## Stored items
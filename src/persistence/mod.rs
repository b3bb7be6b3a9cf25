//! Named-blob persistence
//!
//! The leaderboard only needs "read string by key" and "write string by key".
//! Backends:
//! - `MemoryStore`: in-process map (tests, no-persistence runs)
//! - `FileStore`: one file per key, tmp → rename on write (native)
//! - `LocalStorageStore`: browser LocalStorage (wasm32)

mod file;
mod memory;
#[cfg(target_arch = "wasm32")]
mod web;

pub use file::FileStore;
pub use memory::MemoryStore;
#[cfg(target_arch = "wasm32")]
pub use web::LocalStorageStore;

use crate::error::StoreError;

/// Read/write contract for persisted blobs
pub trait BlobStore {
    /// `Ok(None)` when nothing has been stored under `key` yet
    fn read(&self, key: &str) -> Result<Option<String>, StoreError>;

    fn write(&mut self, key: &str, value: &str) -> Result<(), StoreError>;
}
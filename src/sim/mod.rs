//! Deterministic session simulation
//!
//! All gameplay logic lives here. Pure and deterministic:
//! - Time only advances through `update(dt)`
//! - Seeded RNG only
//! - Stable iteration order (spawn order, scheduling order)
//! - No rendering, audio playback or storage; those are reached via events

pub mod challenge;
pub mod effects;
pub mod game;
pub mod powerups;
pub mod session;
pub mod state;
pub mod tick;
pub mod timers;

pub use challenge::{ChallengeEngine, ChallengeOutcome, ChallengeState};
pub use effects::SessionEffects;
pub use game::GameSession;
pub use powerups::{DEFAULT_SLOT_ANCHORS, Lifecycle, PowerUp, PowerUpSpawner, Slot, draw_kind};
pub use session::Session;
pub use state::{
    GameEvent, GameMode, PowerUpId, PowerUpKind, RemovalReason, Screen, SessionPhase,
    display_seconds,
};
pub use tick::{Autopilot, TickInput, tick};
pub use timers::{TimerId, Timers};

## Exercise instructions
The lines sought are those in the data above that include the string "persistence"; copy each one.

## Response area
filename src/persistence/mod.rs
//! Named-blob persistence
//! - `MemoryStore`: in-process map (tests, no-persistence runs)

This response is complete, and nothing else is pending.